◆ Directions for this task
In the records, find every line with the word "Option" and copy it out.

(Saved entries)

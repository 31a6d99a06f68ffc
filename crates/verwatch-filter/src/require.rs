//! Version-format and content requirements
//!
//! Misses are counted on the service's status. The first miss of a
//! streak logs at info, repeats at debug.

use crate::error::FilterError;
use crate::release::Asset;
use crate::template::{render_regex, TemplateContext};
use regex::Regex;
use serde::{Deserialize, Serialize};
use verwatch_status::Status;

/// What the content requirement searches
#[derive(Debug, Clone, Copy)]
pub enum ContentTarget<'a> {
    /// Raw response body
    Body(&'a str),
    /// Release assets (name and download URL)
    Assets(&'a [Asset]),
}

/// Requirements a candidate version must meet
#[derive(Debug, Clone, Default, PartialEq, Eq, Serialize, Deserialize)]
pub struct Require {
    /// Regex the version must match
    #[serde(default, skip_serializing_if = "Option::is_none")]
    pub regex_version: Option<String>,
    /// Regex the content must match, `{{ version }}` is substituted first
    #[serde(default, skip_serializing_if = "Option::is_none")]
    pub regex_content: Option<String>,
}

impl Require {
    /// Whether there is nothing to check
    #[must_use]
    pub fn is_empty(&self) -> bool {
        self.regex_version.is_none() && self.regex_content.is_none()
    }

    /// Validate the patterns
    ///
    /// # Errors
    /// Every pattern that fails to compile.
    pub fn check(&self) -> Vec<FilterError> {
        let mut errs = Vec::new();
        if let Some(pattern) = &self.regex_version {
            if let Err(e) = Regex::new(pattern) {
                errs.push(FilterError::invalid_regex(pattern, &e));
            }
        }
        if let Some(pattern) = &self.regex_content {
            let sample = render_regex(pattern, &TemplateContext::new("", "0.0.0"));
            if let Err(e) = Regex::new(&sample) {
                errs.push(FilterError::invalid_regex(pattern, &e));
            }
        }
        errs
    }

    /// Check the version-format requirement
    ///
    /// # Errors
    /// - `FilterError::VersionRegexMiss` on no match
    /// - `FilterError::InvalidRegex` on a bad pattern
    pub fn check_version(&self, version: &str, status: &Status) -> Result<(), FilterError> {
        let Some(pattern) = &self.regex_version else {
            return Ok(());
        };
        let re = Regex::new(pattern).map_err(|e| FilterError::invalid_regex(pattern, &e))?;
        if re.is_match(version) {
            return Ok(());
        }

        let err = FilterError::VersionRegexMiss(version.to_string());
        let misses = status.record_version_miss();
        log_miss(status.service_id(), misses, &err);
        Err(err)
    }

    /// Check the content requirement
    ///
    /// # Errors
    /// - `FilterError::ContentRegexMiss` if nothing in the target matches
    /// - `FilterError::InvalidRegex` on a bad pattern
    pub fn check_content(
        &self,
        version: &str,
        target: ContentTarget<'_>,
        status: &Status,
    ) -> Result<(), FilterError> {
        let Some(pattern) = &self.regex_content else {
            return Ok(());
        };
        let rendered = render_regex(pattern, &TemplateContext::new(status.service_id(), version));
        let re = Regex::new(&rendered).map_err(|e| FilterError::invalid_regex(pattern, &e))?;

        let matched = match target {
            ContentTarget::Body(body) => re.is_match(body),
            ContentTarget::Assets(assets) => assets.iter().any(|asset| {
                let hit = re.is_match(&asset.name) || re.is_match(&asset.browser_download_url);
                tracing::trace!(service = status.service_id(), asset = %asset.name, hit, "regex_content on asset");
                hit
            }),
        };
        if matched {
            return Ok(());
        }

        let err = FilterError::ContentRegexMiss {
            pattern: rendered,
            version: version.to_string(),
        };
        let misses = status.record_content_miss();
        log_miss(status.service_id(), misses, &err);
        Err(err)
    }
}

fn log_miss(service_id: &str, misses: u32, err: &FilterError) {
    if misses == 1 {
        tracing::info!(service = service_id, error = %err, "require miss");
    } else {
        tracing::debug!(service = service_id, error = %err, misses, "require miss");
    }
}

◆ Task answer
    #[serde(default, skip_serializing_if = "Option::is_none")]
    pub regex_version: Option<String>,
    #[serde(default, skip_serializing_if = "Option::is_none")]
    pub regex_content: Option<String>,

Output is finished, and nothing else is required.